Soriya stepped up. “Hold on. Are you saying that Lily is dead? Dead like me?”
The captain cocked his head to the side and looked at me questioningly. “Post mortem trauma, is it? Can’t remember how you died? Or just don’t want to? I don’t blame ye lass, it’s never a good memory.”
My knees felt weak, and I hugged myself. “I’m… dead?” I whispered.
“Ah, that’ll be post mortem trauma for sure then. Oh yes, lass. Ye have the smell of the grave about you. A wonderful succulent scent, the goddess pulling you out of the well of eternity and dangling ye in front of us like a freshly picked bouquet!”
Soriya took another step forward, and I could see the spark of excitement in her eyes. “So you can tell we’re dead?! Tell me about this well of eternity! You said something about the goddess’s curse!?” She took another step forward, practically thrusting her face into the captain’s in excitement. “Tell me everything!”
The captain looked down at her, thoughtfully. “I could do that, aye. It might amuse me too… but a good captain doesn’t just give away value. You want information, then it’ll cost you.”
Soriya’s face fell. “Oh. And the price…?”
The captain grinned. “As the bright little pink girl here so rightly sussed out. The price is life. Fragments, sparks, promises of the life in the world.”
Soriya’s lips twisted in displeasure. “So in the end you’re just pirates after all.”
The captain threw back his head and laughed wetly, the skeleton crew around him echoing the horrid noise. “Why lass, we never claimed to be naught else!” He sobered, and looked down at her again. “Now will ye be paying the fee, or not?”
Soriya pressed her lips together, clearly conflicted. Finally, she shook her head. “Not. It seems there are certain prices even witches will not pay.”
The captain roared laughter in approval. “Well said, well said!” He turned and bellowed orders to the crew. “Make sail for Eburah!” The crew burst into action, shouts and sounds of bone on bone filling the air, great sheets of grey and tattered sail slipping down the masts. Captain Ramon turned back to us, and tipped his hat. “We’ll see to your comfort, never you fear. Trip should take 3 days, give or take the black moon’s tide.”
Captain Ramon turned and waved his arms to the nearest crew, a pair of shambling skeletons less decayed that most. “Boys! Take them to the guest cabin. The good one mind, not the one for non-paying customers!”
The two skeletons looked at each other, then gave a shrug and beckoned to us wordlessly. I looked at Eshaan and Soriya, they shrugged, and Soriya nodded.
“Might as well. It’s a long trip.” Soriya said.
“I hope it doesn’t turn into a three-hour tour.” I said, but somehow the joke felt flat to me. We followed the two crew who led us along the ghost ship’s deck and into the sterncastle, then through a confusing maze of hallways. The boat didn’t seem to be entirely made of bones, there were ancient timbers woven into the structure as well, and curiously, paintings on the walls as well as lanterns of an ancient design.
Soriya stopped to examine them, but the skeletons wordlessly beckoned to us again, their irritation at our delay plain to see. Shortly we found ourselves in a surprisingly spacious cabin, old and slightly musty, but with fine furnishings.

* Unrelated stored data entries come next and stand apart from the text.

//! In-memory [`PageDriver`] for exercising consent rules without a browser.
//!
//! The fake DOM understands enough CSS (tag, `#id`, `.class`, `[attr]`,
//! `[attr="value"]`, descendant combinator) and XPath (`//tag`, `.//tag` with an
//! optional `[text()='...']` or `[@attr='...']` predicate) for rule fixtures.
//! Shadow roots and iframe documents are separate trees, as in a browser.

use async_trait::async_trait;
use pagescout_core::{Error, Result};
use regex::Regex;
use std::sync::Mutex;
use std::time::Duration;
use tokio::time::Instant;

use crate::driver::{NodeHandle, PageDriver};

/// Element description used to build a fake page.
#[derive(Debug, Clone, Default)]
pub struct FakeNode {
    tag: String,
    id: Option<String>,
    classes: Vec<String>,
    attrs: Vec<(String, String)>,
    text: String,
    appears_after: Option<Duration>,
}

impl FakeNode {
    pub fn element(tag: &str) -> Self {
        Self {
            tag: tag.to_ascii_lowercase(),
            ..Default::default()
        }
    }

    pub fn with_id(mut self, id: &str) -> Self {
        self.id = Some(id.to_string());
        self
    }

    pub fn with_class(mut self, class: &str) -> Self {
        self.classes.push(class.to_string());
        self
    }

    pub fn with_attr(mut self, name: &str, value: &str) -> Self {
        self.attrs.push((name.to_string(), value.to_string()));
        self
    }

    pub fn with_text(mut self, text: &str) -> Self {
        self.text = text.to_string();
        self
    }

    /// The node (and its subtree) only becomes queryable after `delay`.
    pub fn appearing_after(mut self, delay: Duration) -> Self {
        self.appears_after = Some(delay);
        self
    }

    fn attr(&self, name: &str) -> Option<&str> {
        match name {
            "id" => self.id.as_deref(),
            _ => self
                .attrs
                .iter()
                .find(|(n, _)| n == name)
                .map(|(_, v)| v.as_str()),
        }
    }
}

#[derive(Debug)]
enum Kind {
    Document,
    ShadowRoot,
    Element(FakeNode),
}

#[derive(Debug)]
struct NodeData {
    kind: Kind,
    parent: Option<usize>,
    children: Vec<usize>,
    shadow: Option<usize>,
    /// Embedded document and whether it is same-origin.
    frame: Option<(usize, bool)>,
}

#[derive(Debug, Default)]
struct State {
    nodes: Vec<NodeData>,
    cookies: Vec<String>,
    clicks: Vec<NodeHandle>,
    scripts: Vec<String>,
    slept: Duration,
}

pub struct FakePage {
    url: String,
    started: Instant,
    state: Mutex<State>,
}

impl FakePage {
    pub fn new(url: &str) -> Self {
        let mut state = State::default();
        state.nodes.push(NodeData {
            kind: Kind::Document,
            parent: None,
            children: Vec::new(),
            shadow: None,
            frame: None,
        });
        Self {
            url: url.to_string(),
            started: Instant::now(),
            state: Mutex::new(state),
        }
    }

    /// Handle of the top-level document.
    pub fn root(&self) -> NodeHandle {
        NodeHandle::new("0")
    }

    /// Append `node` as the last child of `parent`.
    ///
    /// Builder methods panic on handles that did not come from this page.
    pub fn add(&self, parent: NodeHandle, node: FakeNode) -> NodeHandle {
        let parent = index(&parent).expect("fake handle");
        let mut state = self.lock();
        let id = push(&mut state, Kind::Element(node), Some(parent));
        state.nodes[parent].children.push(id);
        handle(id)
    }

    /// Attach an open shadow root to `host` and return it.
    pub fn attach_shadow(&self, host: NodeHandle) -> NodeHandle {
        let host = index(&host).expect("fake handle");
        let mut state = self.lock();
        let root = push(&mut state, Kind::ShadowRoot, None);
        state.nodes[host].shadow = Some(root);
        handle(root)
    }

    /// Give `frame` an embedded document and return it.
    pub fn attach_frame(&self, frame: NodeHandle, same_origin: bool) -> NodeHandle {
        let frame = index(&frame).expect("fake handle");
        let mut state = self.lock();
        let doc = push(&mut state, Kind::Document, None);
        state.nodes[frame].frame = Some((doc, same_origin));
        handle(doc)
    }

    pub fn add_cookie(&self, cookie: &str) {
        self.lock().cookies.push(cookie.to_string());
    }

    /// Every node clicked so far, in order.
    pub fn clicks(&self) -> Vec<NodeHandle> {
        self.lock().clicks.clone()
    }

    pub fn click_count(&self, node: &NodeHandle) -> usize {
        self.lock().clicks.iter().filter(|n| *n == node).count()
    }

    /// Every script evaluated so far, in order.
    pub fn scripts(&self) -> Vec<String> {
        self.lock().scripts.clone()
    }

    /// Total time spent in [`PageDriver::sleep`].
    pub fn slept(&self) -> Duration {
        self.lock().slept
    }

    fn lock(&self) -> std::sync::MutexGuard<'_, State> {
        self.state.lock().unwrap_or_else(|e| e.into_inner())
    }

    fn present(&self, node: &NodeData) -> bool {
        match &node.kind {
            Kind::Element(el) => el
                .appears_after
                .map_or(true, |delay| Instant::now() >= self.started + delay),
            _ => true,
        }
    }

    /// Present descendants of `scope` in document order, not crossing tree boundaries.
    fn descendants(&self, state: &State, scope: usize) -> Vec<usize> {
        let mut out = Vec::new();
        let mut stack: Vec<usize> = state.nodes[scope].children.iter().rev().copied().collect();
        while let Some(id) = stack.pop() {
            let node = &state.nodes[id];
            if !self.present(node) {
                continue;
            }
            out.push(id);
            stack.extend(node.children.iter().rev().copied());
        }
        out
    }

    fn tree_root(state: &State, mut id: usize) -> usize {
        while let Some(parent) = state.nodes[id].parent {
            id = parent;
        }
        id
    }
}

fn push(state: &mut State, kind: Kind, parent: Option<usize>) -> usize {
    state.nodes.push(NodeData {
        kind,
        parent,
        children: Vec::new(),
        shadow: None,
        frame: None,
    });
    state.nodes.len() - 1
}

fn handle(id: usize) -> NodeHandle {
    NodeHandle::new(id.to_string())
}

fn index(node: &NodeHandle) -> Result<usize> {
    node.id()
        .parse()
        .map_err(|_| Error::NotFound(format!("stale node handle '{}'", node)))
}

fn lookup(state: &State, node: &NodeHandle) -> Result<usize> {
    let id = index(node)?;
    if id >= state.nodes.len() {
        return Err(Error::NotFound(format!("stale node handle '{}'", node)));
    }
    Ok(id)
}

/// One compound CSS selector such as `button.primary#ok[data-role="reject"]`.
#[derive(Debug, Default)]
struct Compound {
    tag: Option<String>,
    id: Option<String>,
    classes: Vec<String>,
    attrs: Vec<(String, Option<String>)>,
}

impl Compound {
    fn parse(raw: &str) -> Result<Self> {
        let invalid = || Error::Selector(format!("invalid selector '{}'", raw));
        let mut out = Compound::default();
        let mut rest = raw;

        let tag_len = rest
            .find(|c: char| !(c.is_ascii_alphanumeric() || c == '-' || c == '*'))
            .unwrap_or(rest.len());
        if tag_len > 0 {
            let tag = &rest[..tag_len];
            if tag != "*" {
                out.tag = Some(tag.to_ascii_lowercase());
            }
            rest = &rest[tag_len..];
        }

        while !rest.is_empty() {
            let marker = rest.as_bytes()[0];
            rest = &rest[1..];
            match marker {
                b'#' | b'.' => {
                    let len = rest
                        .find(|c: char| !(c.is_ascii_alphanumeric() || c == '-' || c == '_'))
                        .unwrap_or(rest.len());
                    if len == 0 {
                        return Err(invalid());
                    }
                    let name = rest[..len].to_string();
                    if marker == b'#' {
                        out.id = Some(name);
                    } else {
                        out.classes.push(name);
                    }
                    rest = &rest[len..];
                }
                b'[' => {
                    let end = rest.find(']').ok_or_else(invalid)?;
                    let body = &rest[..end];
                    let attr = match body.split_once('=') {
                        Some((name, value)) => (
                            name.trim().to_string(),
                            Some(value.trim().trim_matches(|c| c == '"' || c == '\'').to_string()),
                        ),
                        None => (body.trim().to_string(), None),
                    };
                    if attr.0.is_empty() {
                        return Err(invalid());
                    }
                    out.attrs.push(attr);
                    rest = &rest[end + 1..];
                }
                _ => return Err(invalid()),
            }
        }
        Ok(out)
    }

    fn matches(&self, el: &FakeNode) -> bool {
        if self.tag.as_deref().is_some_and(|t| t != el.tag) {
            return false;
        }
        if self.id.is_some() && self.id != el.id {
            return false;
        }
        if !self.classes.iter().all(|c| el.classes.contains(c)) {
            return false;
        }
        self.attrs.iter().all(|(name, value)| match (el.attr(name), value) {
            (Some(actual), Some(expected)) => actual == expected,
            (Some(_), None) => true,
            (None, _) => false,
        })
    }
}

fn parse_css(selector: &str) -> Result<Vec<Compound>> {
    let parts = selector
        .split_whitespace()
        .map(Compound::parse)
        .collect::<Result<Vec<_>>>()?;
    if parts.is_empty() {
        return Err(Error::Selector("empty selector".to_string()));
    }
    Ok(parts)
}

fn element(state: &State, id: usize) -> Option<&FakeNode> {
    match &state.nodes[id].kind {
        Kind::Element(el) => Some(el),
        _ => None,
    }
}

fn css_matches(state: &State, id: usize, compounds: &[Compound]) -> bool {
    let Some((last, ancestors)) = compounds.split_last() else {
        return false;
    };
    if !element(state, id).is_some_and(|el| last.matches(el)) {
        return false;
    }
    // Descendant combinator: match the remaining compounds right to left up the tree.
    let mut remaining = ancestors;
    let mut cursor = state.nodes[id].parent;
    while let Some((wanted, rest)) = remaining.split_last() {
        loop {
            let Some(parent) = cursor else {
                return false;
            };
            cursor = state.nodes[parent].parent;
            if element(state, parent).is_some_and(|el| wanted.matches(el)) {
                break;
            }
        }
        remaining = rest;
    }
    true
}

struct XPathQuery {
    relative: bool,
    tag: Option<String>,
    predicate: Option<(String, String)>,
}

fn parse_xpath(expression: &str) -> Result<XPathQuery> {
    let re = Regex::new(r"^(\.)?//([A-Za-z][A-Za-z0-9-]*|\*)(?:\[(text\(\)|@[A-Za-z-]+)\s*=\s*'([^']*)'\])?$")?;
    let caps = re
        .captures(expression.trim())
        .ok_or_else(|| Error::Selector(format!("unsupported xpath '{}'", expression)))?;
    let tag = caps.get(2).map(|m| m.as_str()).filter(|t| *t != "*");
    Ok(XPathQuery {
        relative: caps.get(1).is_some(),
        tag: tag.map(str::to_ascii_lowercase),
        predicate: caps
            .get(3)
            .zip(caps.get(4))
            .map(|(k, v)| (k.as_str().to_string(), v.as_str().to_string())),
    })
}

impl XPathQuery {
    fn matches(&self, el: &FakeNode) -> bool {
        if self.tag.as_deref().is_some_and(|t| t != el.tag) {
            return false;
        }
        match &self.predicate {
            None => true,
            Some((key, value)) if key == "text()" => el.text == *value,
            Some((key, value)) => el.attr(key.trim_start_matches('@')) == Some(value.as_str()),
        }
    }
}

#[async_trait]
impl PageDriver for FakePage {
    async fn document(&self) -> Result<NodeHandle> {
        Ok(self.root())
    }

    async fn query_css(&self, scope: &NodeHandle, selector: &str, all: bool) -> Result<Vec<NodeHandle>> {
        let compounds = parse_css(selector)?;
        let state = self.lock();
        let scope = lookup(&state, scope)?;
        let mut found = self
            .descendants(&state, scope)
            .into_iter()
            .filter(|id| css_matches(&state, *id, &compounds))
            .map(handle);
        Ok(if all { found.collect() } else { found.next().into_iter().collect() })
    }

    async fn query_xpath(&self, scope: &NodeHandle, expression: &str, all: bool) -> Result<Vec<NodeHandle>> {
        let query = parse_xpath(expression)?;
        let state = self.lock();
        let scope = lookup(&state, scope)?;
        let origin = if query.relative { scope } else { Self::tree_root(&state, scope) };
        let mut found = self
            .descendants(&state, origin)
            .into_iter()
            .filter(|id| element(&state, *id).is_some_and(|el| query.matches(el)))
            .map(handle);
        Ok(if all { found.collect() } else { found.next().into_iter().collect() })
    }

    async fn shadow_root(&self, node: &NodeHandle) -> Result<Option<NodeHandle>> {
        let state = self.lock();
        let id = lookup(&state, node)?;
        Ok(state.nodes[id].shadow.map(handle))
    }

    async fn frame_document(&self, node: &NodeHandle) -> Result<Option<NodeHandle>> {
        let state = self.lock();
        let id = lookup(&state, node)?;
        let is_iframe = element(&state, id).is_some_and(|el| el.tag == "iframe");
        Ok(match state.nodes[id].frame {
            Some((doc, true)) if is_iframe => Some(handle(doc)),
            _ => None,
        })
    }

    async fn click(&self, node: &NodeHandle) -> Result<()> {
        let mut state = self.lock();
        lookup(&state, node)?;
        state.clicks.push(node.clone());
        Ok(())
    }

    async fn evaluate_script(&self, source: &str) -> Result<()> {
        self.lock().scripts.push(source.to_string());
        Ok(())
    }

    async fn sleep(&self, duration: Duration) {
        self.lock().slept += duration;
        tokio::time::sleep(duration).await;
    }

    async fn cookies_contain(&self, needle: &str) -> Result<bool> {
        Ok(self.lock().cookies.iter().any(|c| c.contains(needle)))
    }

    async fn current_url(&self) -> Result<String> {
        Ok(self.url.clone())
    }
}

“I wonder if we’re the first to ever use this?” Eshaan mused, plucking at a strand of cobweb on the doorway.
The skeletons shook their head at him, and then closed the door. I listened, but didn’t hear the sound of a lock.
“At least we’re not locked in.” I said.
“Why would they lock us in?” Soriya asked, bounced up and down on a nearby mattress and sending clouds of dust into the air. “We’re on a ghost ship in the Wake. Where are we going to go?”
I sat down on a nearby chair, gingerly. “I dunno.” I stared at my knees; my hands clenched. It was starting to hit me. Really hit me. I was… I was dead. Whatever had happened to me, whatever had killed me in my sleep on that beach… and now I was living the life of a pink haired healer girl. Plucked from something called the Well of Eternity, if the pirate’s words were to be trusted.
Soriya came over, and laid a hand lightly on my shoulder. “Hey.” She leaned down to murmur in my ear. “You’re not dead. You’re here, on a grand adventure! Doing good and saving the world.”
I looked up at her in startlement. “How did you-” I started
She winked at me and waved her finger in front of my nose. “Tch tch. A witch has her secret ways!”
Eshaan cleared his throat uncomfortably. “Should I-?”
“No! You stay! Who knows what’s out there?!”
“Dead men who tell no tales, apparently.” I gave a weak smile.
Soriya waved her finger in my face again. “No, enough of that. They’re taking us to Eburah! You’ll note they said nothing about getting us out of the Wake though!” Soriya sat down across from me.
“Do you think Gate can get us back?”
I thought about it, then nodded. “He should be able to. He said something about the weakness in the veil before he left.”
Eshaan slapped his fist into his palm. “That’s it! That’s why there’s all those missing people from Eien! They slip into the Wake! The veil between the worlds must be weak there!”
“Hm!” Soriya tapped her lips and nodded. “That was very clever, Eshaan. How’d you figure that out?”
He grinned broadly. “Simple! Lilyanna is a healer, and what needs more healing than a wound in the world!?”
Soriya stared at him, and then burst out laughing. “Well you backed right into that one, didn’t you?”
Eshaan looked hurt but defiant. “Well, I’m right aren’t I?”
Soriya chuckled, then patted him on the head. “Yes, you are, good job.”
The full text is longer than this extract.